## Task brief
Report every line of the entries that contains the word "CompletionProvider".

## Data shown
------------------------------------------------
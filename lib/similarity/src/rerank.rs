//! LLM re-ranking of the similarity candidate pool
//!
//! Sends one prompt per query and turns the numbered response back into
//! recommendations, matched to candidates by name.

use pawmatch_core::{AnimalRecord, CompletionProvider, Error, Result};
use std::sync::Arc;
use tracing::{debug, warn};

use crate::parser::{ParsedEntry, ResponseParser};
use crate::prompt::PromptBuilder;
use crate::ranker::RankedCandidate;
use crate::recommendation::{Recommendation, RecommendationSource};

pub struct LlmReranker {
    completer: Arc<dyn CompletionProvider>,
    prompt: PromptBuilder,
    parser: ResponseParser,
}

impl LlmReranker {
    pub fn new(completer: Arc<dyn CompletionProvider>) -> Self {
        Self::with_parts(completer, PromptBuilder::default(), ResponseParser::default())
    }

    pub fn with_parts(
        completer: Arc<dyn CompletionProvider>,
        prompt: PromptBuilder,
        parser: ResponseParser,
    ) -> Self {
        Self {
            completer,
            prompt,
            parser,
        }
    }

    pub fn prompt_builder(&self) -> &PromptBuilder {
        &self.prompt
    }

    pub fn parser(&self) -> &ResponseParser {
        &self.parser
    }

    /// Re-rank `candidates` for `query`, asking the model for `count` picks
    /// (the prompt default when `None`).
    ///
    /// Returns [`Error::Completion`] when the service fails and
    /// [`Error::Parse`] when no entry can be recovered from the response;
    /// both are degradable. No candidates means no service call.
    pub async fn rerank<F>(
        &self,
        query: &str,
        candidates: &[RankedCandidate<'_>],
        count: Option<usize>,
        describe: F,
    ) -> Result<Vec<Recommendation>>
    where
        F: Fn(&AnimalRecord) -> String,
    {
        if candidates.is_empty() {
            return Ok(Vec::new());
        }

        let request = self.prompt.build(query, candidates, count, describe);
        let response = self.completer.complete(&request).await.map_err(|e| {
            warn!(provider = self.completer.name(), error = %e, "re-ranking completion failed");
            Error::Completion(e)
        })?;

        let entries = self.parser.parse(&response);
        if entries.is_empty() {
            warn!(response_chars = response.chars().count(), "re-ranking response had no entries");
            return Err(Error::Parse(format!(
                "no recommendation entries in {} chars of response",
                response.chars().count()
            )));
        }

        let recommendations = attach(&entries, candidates);
        debug!(
            candidates = candidates.len(),
            parsed = entries.len(),
            matched = recommendations.iter().filter(|r| r.uid.is_some()).count(),
            incomplete = recommendations.iter().filter(|r| !r.is_complete()).count(),
            "re-ranking parsed"
        );
        Ok(recommendations)
    }
}

/// Pair parsed entries with candidates by name; each candidate is used at most once.
///
/// Exact (trimmed) name matches are preferred over containment matches.
pub fn attach(entries: &[ParsedEntry], candidates: &[RankedCandidate<'_>]) -> Vec<Recommendation> {
    let mut used = vec![false; candidates.len()];

    entries
        .iter()
        .enumerate()
        .map(|(i, entry)| {
            let matched = entry
                .name
                .as_deref()
                .and_then(|name| match_candidate(name, candidates, &mut used));

            Recommendation {
                rank: i + 1,
                name: entry.name.clone(),
                reason: entry.reason.clone(),
                uid: matched.map(|c| c.record.uid.clone()),
                score: matched.map(|c| c.score),
                source: RecommendationSource::Llm,
            }
        })
        .collect()
}

fn match_candidate<'c, 'a>(
    name: &str,
    candidates: &'c [RankedCandidate<'a>],
    used: &mut [bool],
) -> Option<&'c RankedCandidate<'a>> {
    let wanted = name.trim().trim_matches(|c: char| matches!(c, '"' | '\'' | '[' | ']'));
    if wanted.is_empty() {
        return None;
    }

    let exact = candidates
        .iter()
        .enumerate()
        .position(|(i, c)| !used[i] && c.record.name.trim() == wanted);
    let position = exact.or_else(|| {
        candidates.iter().enumerate().position(|(i, c)| {
            let own = c.record.name.trim();
            !used[i] && !own.is_empty() && (wanted.contains(own) || own.contains(wanted))
        })
    })?;

    used[position] = true;
    candidates.get(position)
}
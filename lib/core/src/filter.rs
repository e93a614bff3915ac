// Structured hard filtering over index-aligned candidates
use serde::{Deserialize, Serialize};
use tracing::debug;

use crate::candidates::CandidateSet;
use crate::error::Result;
use crate::preferences::{AgeClass, QueryPreferences, SizeClass};
use crate::record::AnimalRecord;

/// Upper bound (exclusive) of the small bucket, in kg.
pub const SMALL_MAX_KG: f64 = 7.0;
/// Upper bound (exclusive) of the medium bucket, in kg.
pub const MEDIUM_MAX_KG: f64 = 20.0;

/// Weight bucket: small < 7kg, medium [7, 20)kg, large >= 20kg.
///
/// Missing, non-finite and non-positive weights have no bucket.
pub fn size_class(weight_kg: Option<f64>) -> Option<SizeClass> {
    let w = weight_kg.filter(|w| w.is_finite() && *w > 0.0)?;
    Some(if w < SMALL_MAX_KG {
        SizeClass::Small
    } else if w < MEDIUM_MAX_KG {
        SizeClass::Medium
    } else {
        SizeClass::Large
    })
}

/// Birth-year substrings that place an age descriptor into an age class.
#[derive(Debug, Clone, PartialEq, Eq, Serialize, Deserialize)]
#[serde(default)]
pub struct AgeWindows {
    pub young: Vec<String>,
    pub senior: Vec<String>,
}

impl Default for AgeWindows {
    fn default() -> Self {
        Self {
            young: vec!["2024".into(), "2023".into()],
            senior: vec!["2013".into(), "2014".into(), "2015".into(), "2016".into()],
        }
    }
}

impl AgeWindows {
    pub fn matches(&self, age_text: &str, class: AgeClass) -> bool {
        let window = match class {
            AgeClass::Young => &self.young,
            AgeClass::Senior => &self.senior,
        };
        window.iter().any(|year| age_text.contains(year.as_str()))
    }
}

#[derive(Debug, Clone, Default)]
pub struct HardFilter {
    age_windows: AgeWindows,
}

impl HardFilter {
    pub fn new(age_windows: AgeWindows) -> Self {
        Self { age_windows }
    }

    /// Conjunction of every active constraint in `prefs`.
    pub fn matches(&self, record: &AnimalRecord, prefs: &QueryPreferences) -> bool {
        if let Some(size) = prefs.size {
            if size_class(record.weight_kg) != Some(size) {
                return false;
            }
        }
        if let Some(age) = prefs.age {
            if !self.age_windows.matches(&record.age, age) {
                return false;
            }
        }
        if let Some(gender) = prefs.gender {
            if record.gender != Some(gender) {
                return false;
            }
        }
        true
    }

    pub fn mask(&self, candidates: &CandidateSet<'_>, prefs: &QueryPreferences) -> Vec<bool> {
        candidates
            .records()
            .iter()
            .map(|record| self.matches(record, prefs))
            .collect()
    }

    /// Narrow `candidates` to the records satisfying `prefs`.
    ///
    /// An empty result is a valid outcome.
    pub fn filter<'a>(
        &self,
        candidates: &CandidateSet<'a>,
        prefs: &QueryPreferences,
    ) -> Result<CandidateSet<'a>> {
        if !prefs.has_constraints() {
            return Ok(candidates.clone());
        }

        let mask = self.mask(candidates, prefs);
        let filtered = candidates.retain_mask(&mask)?;
        debug!(
            before = candidates.len(),
            after = filtered.len(),
            size = ?prefs.size,
            age = ?prefs.age,
            gender = ?prefs.gender,
            "hard filter applied"
        );
        Ok(filtered)
    }
}

/// Always-on availability predicate, applied before hard filtering.
pub fn available_only<'a>(candidates: &CandidateSet<'a>) -> Result<CandidateSet<'a>> {
    candidates.retain(AnimalRecord::is_available)
}

#[cfg(test)]
mod tests {
    use super::*;
    use crate::record::{AdoptionState, Gender};
    use crate::vector::EmbeddingVector;

    #[test]
    fn test_size_partition() {
        assert_eq!(size_class(Some(0.5)), Some(SizeClass::Small));
        assert_eq!(size_class(Some(6.99)), Some(SizeClass::Small));
        assert_eq!(size_class(Some(7.0)), Some(SizeClass::Medium));
        assert_eq!(size_class(Some(19.99)), Some(SizeClass::Medium));
        assert_eq!(size_class(Some(20.0)), Some(SizeClass::Large));
        assert_eq!(size_class(Some(45.0)), Some(SizeClass::Large));
        assert_eq!(size_class(None), None);
        assert_eq!(size_class(Some(0.0)), None);
        assert_eq!(size_class(Some(-2.0)), None);
        assert_eq!(size_class(Some(f64::NAN)), None);
    }

    fn fixture() -> (Vec<AnimalRecord>, Vec<EmbeddingVector>) {
        let records = vec![
            AnimalRecord::new("1", "콩이", AdoptionState::Available)
                .with_weight(4.0)
                .with_gender(Gender::Male)
                .with_age("2023(추정)"),
            AnimalRecord::new("2", "보리", AdoptionState::Available)
                .with_weight(12.0)
                .with_gender(Gender::Female)
                .with_age("2015"),
            AnimalRecord::new("3", "두부", AdoptionState::Available)
                .with_gender(Gender::Male)
                .with_age("2024"),
            AnimalRecord::new("4", "달이", "입양완료")
                .with_weight(3.0)
                .with_gender(Gender::Female),
        ];
        let embeddings = records
            .iter()
            .map(|r| EmbeddingVector::new(r.uid.clone(), vec![1.0, 0.0]))
            .collect();
        (records, embeddings)
    }

    #[test]
    fn test_missing_weight_never_matches_size() {
        let (records, embeddings) = fixture();
        let set = CandidateSet::from_slices(&records, &embeddings).unwrap();
        let prefs = QueryPreferences {
            size: Some(SizeClass::Small),
            ..Default::default()
        };
        let out = HardFilter::default().filter(&set, &prefs).unwrap();
        let uids: Vec<_> = out.records().iter().map(|r| r.uid.as_str()).collect();
        assert_eq!(uids, vec!["1", "4"]);
    }

    #[test]
    fn test_conjunctive_constraints() {
        let (records, embeddings) = fixture();
        let set = CandidateSet::from_slices(&records, &embeddings).unwrap();
        let prefs = QueryPreferences {
            age: Some(AgeClass::Young),
            gender: Some(Gender::Male),
            ..Default::default()
        };
        let out = HardFilter::default().filter(&set, &prefs).unwrap();
        assert_eq!(out.len(), 2);
        for (record, embedding) in out.iter() {
            assert_eq!(record.uid, embedding.source());
        }

        let senior = QueryPreferences {
            age: Some(AgeClass::Senior),
            gender: Some(Gender::Male),
            ..Default::default()
        };
        assert!(HardFilter::default().filter(&set, &senior).unwrap().is_empty());
    }

    #[test]
    fn test_filter_is_idempotent() {
        let (records, embeddings) = fixture();
        let set = CandidateSet::from_slices(&records, &embeddings).unwrap();
        let prefs = QueryPreferences {
            size: Some(SizeClass::Small),
            gender: Some(Gender::Female),
            ..Default::default()
        };
        let filter = HardFilter::default();
        let once = filter.filter(&set, &prefs).unwrap();
        let twice = filter.filter(&once, &prefs).unwrap();
        let uids = |s: &CandidateSet<'_>| s.records().iter().map(|r| r.uid.clone()).collect::<Vec<_>>();
        assert_eq!(uids(&once), uids(&twice));
    }

    #[test]
    fn test_available_only() {
        let (records, embeddings) = fixture();
        let set = CandidateSet::from_slices(&records, &embeddings).unwrap();
        let out = available_only(&set).unwrap();
        assert_eq!(out.len(), 3);
        assert!(out.records().iter().all(|r| r.is_available()));
    }
}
------------------------------------------------
## Task output
use pawmatch_core::{AnimalRecord, CompletionProvider, Error, Result};
    completer: Arc<dyn CompletionProvider>,
    pub fn new(completer: Arc<dyn CompletionProvider>) -> Self {
        completer: Arc<dyn CompletionProvider>,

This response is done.